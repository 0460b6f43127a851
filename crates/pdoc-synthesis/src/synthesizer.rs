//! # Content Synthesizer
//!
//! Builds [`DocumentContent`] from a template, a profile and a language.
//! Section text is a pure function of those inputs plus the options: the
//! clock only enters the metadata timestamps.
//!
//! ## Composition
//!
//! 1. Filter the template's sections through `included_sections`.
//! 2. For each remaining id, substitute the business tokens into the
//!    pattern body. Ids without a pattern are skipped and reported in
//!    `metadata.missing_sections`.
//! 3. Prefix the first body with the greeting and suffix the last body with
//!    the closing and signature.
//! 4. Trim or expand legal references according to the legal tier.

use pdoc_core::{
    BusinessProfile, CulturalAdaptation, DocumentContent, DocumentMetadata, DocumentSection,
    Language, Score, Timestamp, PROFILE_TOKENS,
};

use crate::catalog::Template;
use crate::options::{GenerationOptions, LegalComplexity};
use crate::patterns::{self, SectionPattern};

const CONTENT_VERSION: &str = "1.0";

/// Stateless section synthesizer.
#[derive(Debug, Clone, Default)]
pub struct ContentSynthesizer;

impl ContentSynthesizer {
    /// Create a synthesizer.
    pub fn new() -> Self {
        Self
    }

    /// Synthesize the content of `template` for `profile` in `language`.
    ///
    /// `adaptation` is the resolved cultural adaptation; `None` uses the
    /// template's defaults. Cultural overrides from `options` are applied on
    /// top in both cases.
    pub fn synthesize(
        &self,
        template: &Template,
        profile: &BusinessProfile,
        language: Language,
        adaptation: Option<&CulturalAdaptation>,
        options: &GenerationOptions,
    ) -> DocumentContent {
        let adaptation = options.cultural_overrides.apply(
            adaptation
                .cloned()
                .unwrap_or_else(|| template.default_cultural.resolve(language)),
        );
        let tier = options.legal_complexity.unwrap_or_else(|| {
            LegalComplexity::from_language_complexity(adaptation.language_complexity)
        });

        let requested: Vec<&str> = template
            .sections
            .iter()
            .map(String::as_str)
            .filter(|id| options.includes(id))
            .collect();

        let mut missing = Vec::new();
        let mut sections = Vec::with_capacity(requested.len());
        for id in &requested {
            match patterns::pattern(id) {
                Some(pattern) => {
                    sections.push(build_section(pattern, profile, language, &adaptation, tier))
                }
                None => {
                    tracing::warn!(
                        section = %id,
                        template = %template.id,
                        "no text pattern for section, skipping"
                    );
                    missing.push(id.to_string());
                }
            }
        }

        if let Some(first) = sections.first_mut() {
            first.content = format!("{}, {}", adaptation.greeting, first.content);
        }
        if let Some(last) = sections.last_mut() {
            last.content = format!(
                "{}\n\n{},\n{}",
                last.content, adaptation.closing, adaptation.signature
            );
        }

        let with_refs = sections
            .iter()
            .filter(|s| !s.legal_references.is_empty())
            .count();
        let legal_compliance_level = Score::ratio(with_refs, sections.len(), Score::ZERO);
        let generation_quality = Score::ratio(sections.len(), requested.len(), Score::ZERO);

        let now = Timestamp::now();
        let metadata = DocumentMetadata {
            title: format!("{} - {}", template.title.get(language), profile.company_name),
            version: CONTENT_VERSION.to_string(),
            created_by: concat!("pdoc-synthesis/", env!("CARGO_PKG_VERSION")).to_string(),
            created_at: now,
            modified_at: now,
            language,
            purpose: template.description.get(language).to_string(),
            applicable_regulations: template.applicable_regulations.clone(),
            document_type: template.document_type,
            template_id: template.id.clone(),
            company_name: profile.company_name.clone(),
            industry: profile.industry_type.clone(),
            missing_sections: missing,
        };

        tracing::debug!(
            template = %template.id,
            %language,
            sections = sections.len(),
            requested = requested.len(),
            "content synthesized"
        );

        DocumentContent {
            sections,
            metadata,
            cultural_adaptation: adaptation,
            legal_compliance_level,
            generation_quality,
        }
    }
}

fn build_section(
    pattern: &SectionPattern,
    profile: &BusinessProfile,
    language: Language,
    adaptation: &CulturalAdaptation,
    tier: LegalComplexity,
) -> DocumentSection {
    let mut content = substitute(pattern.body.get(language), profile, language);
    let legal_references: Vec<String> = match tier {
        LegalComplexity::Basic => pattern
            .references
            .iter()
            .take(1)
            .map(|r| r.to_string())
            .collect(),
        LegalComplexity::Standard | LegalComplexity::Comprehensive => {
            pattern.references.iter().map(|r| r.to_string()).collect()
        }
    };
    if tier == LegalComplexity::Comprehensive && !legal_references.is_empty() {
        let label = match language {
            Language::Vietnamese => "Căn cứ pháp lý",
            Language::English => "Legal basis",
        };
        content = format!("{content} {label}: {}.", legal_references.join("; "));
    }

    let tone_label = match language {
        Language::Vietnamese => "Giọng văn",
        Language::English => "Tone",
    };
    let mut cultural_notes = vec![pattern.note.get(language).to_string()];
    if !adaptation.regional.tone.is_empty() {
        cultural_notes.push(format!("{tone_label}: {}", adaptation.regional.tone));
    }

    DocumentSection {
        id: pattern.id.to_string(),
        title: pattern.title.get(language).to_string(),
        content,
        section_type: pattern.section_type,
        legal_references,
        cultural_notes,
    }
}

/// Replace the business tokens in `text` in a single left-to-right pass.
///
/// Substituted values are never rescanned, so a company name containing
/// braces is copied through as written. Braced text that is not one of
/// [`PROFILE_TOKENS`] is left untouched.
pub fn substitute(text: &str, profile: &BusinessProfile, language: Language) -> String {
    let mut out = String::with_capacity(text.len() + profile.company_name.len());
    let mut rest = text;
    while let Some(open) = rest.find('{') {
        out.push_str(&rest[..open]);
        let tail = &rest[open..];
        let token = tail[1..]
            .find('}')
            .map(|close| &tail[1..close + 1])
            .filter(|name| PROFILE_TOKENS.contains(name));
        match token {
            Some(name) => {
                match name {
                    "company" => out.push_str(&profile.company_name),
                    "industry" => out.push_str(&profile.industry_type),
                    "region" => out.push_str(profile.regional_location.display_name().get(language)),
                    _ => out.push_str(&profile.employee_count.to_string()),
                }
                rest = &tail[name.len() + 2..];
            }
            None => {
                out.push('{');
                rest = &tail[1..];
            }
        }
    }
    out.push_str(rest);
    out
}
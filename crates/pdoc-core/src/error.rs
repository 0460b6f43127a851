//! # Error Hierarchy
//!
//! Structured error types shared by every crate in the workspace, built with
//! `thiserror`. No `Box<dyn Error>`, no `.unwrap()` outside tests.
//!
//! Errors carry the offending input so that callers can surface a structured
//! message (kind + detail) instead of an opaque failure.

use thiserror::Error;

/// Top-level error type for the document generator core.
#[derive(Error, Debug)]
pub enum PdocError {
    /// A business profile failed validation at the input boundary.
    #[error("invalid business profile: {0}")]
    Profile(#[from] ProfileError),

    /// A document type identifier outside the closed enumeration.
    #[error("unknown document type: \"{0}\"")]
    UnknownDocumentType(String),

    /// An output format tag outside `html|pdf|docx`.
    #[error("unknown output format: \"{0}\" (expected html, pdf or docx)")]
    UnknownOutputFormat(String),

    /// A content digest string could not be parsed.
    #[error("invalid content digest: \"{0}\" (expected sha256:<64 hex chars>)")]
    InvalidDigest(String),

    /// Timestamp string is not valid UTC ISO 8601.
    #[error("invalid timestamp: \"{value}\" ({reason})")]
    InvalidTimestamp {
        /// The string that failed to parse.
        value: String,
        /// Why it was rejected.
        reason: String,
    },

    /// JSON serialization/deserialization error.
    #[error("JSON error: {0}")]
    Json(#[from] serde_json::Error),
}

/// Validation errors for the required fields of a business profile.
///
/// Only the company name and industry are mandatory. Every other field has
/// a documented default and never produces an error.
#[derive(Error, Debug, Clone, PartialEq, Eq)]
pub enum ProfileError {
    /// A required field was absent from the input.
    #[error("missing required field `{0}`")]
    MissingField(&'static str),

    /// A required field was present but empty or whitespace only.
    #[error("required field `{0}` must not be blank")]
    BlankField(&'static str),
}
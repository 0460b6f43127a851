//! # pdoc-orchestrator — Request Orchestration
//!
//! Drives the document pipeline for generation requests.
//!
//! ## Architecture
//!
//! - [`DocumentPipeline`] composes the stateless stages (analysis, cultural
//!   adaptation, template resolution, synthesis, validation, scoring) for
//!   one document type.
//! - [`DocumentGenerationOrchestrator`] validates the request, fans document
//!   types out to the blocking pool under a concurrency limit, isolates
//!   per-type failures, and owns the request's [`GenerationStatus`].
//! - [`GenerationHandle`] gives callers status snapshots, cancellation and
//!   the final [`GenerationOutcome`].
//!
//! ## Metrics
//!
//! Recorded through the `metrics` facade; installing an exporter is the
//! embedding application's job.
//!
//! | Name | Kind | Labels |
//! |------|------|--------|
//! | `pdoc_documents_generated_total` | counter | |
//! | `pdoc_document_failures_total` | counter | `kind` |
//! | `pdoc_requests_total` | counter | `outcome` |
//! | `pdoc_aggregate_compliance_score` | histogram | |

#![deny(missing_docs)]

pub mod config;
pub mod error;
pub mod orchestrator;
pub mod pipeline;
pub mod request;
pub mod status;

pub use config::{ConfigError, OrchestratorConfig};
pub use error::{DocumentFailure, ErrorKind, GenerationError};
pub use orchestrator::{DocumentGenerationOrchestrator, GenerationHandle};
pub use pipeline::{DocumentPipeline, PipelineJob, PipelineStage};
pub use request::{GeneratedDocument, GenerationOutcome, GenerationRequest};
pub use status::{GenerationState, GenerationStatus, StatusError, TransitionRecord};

------

* **EXERCISE**
State the number of lines above that contain "open". Write nothing besides it.

* **WRITTEN ANSWER**
3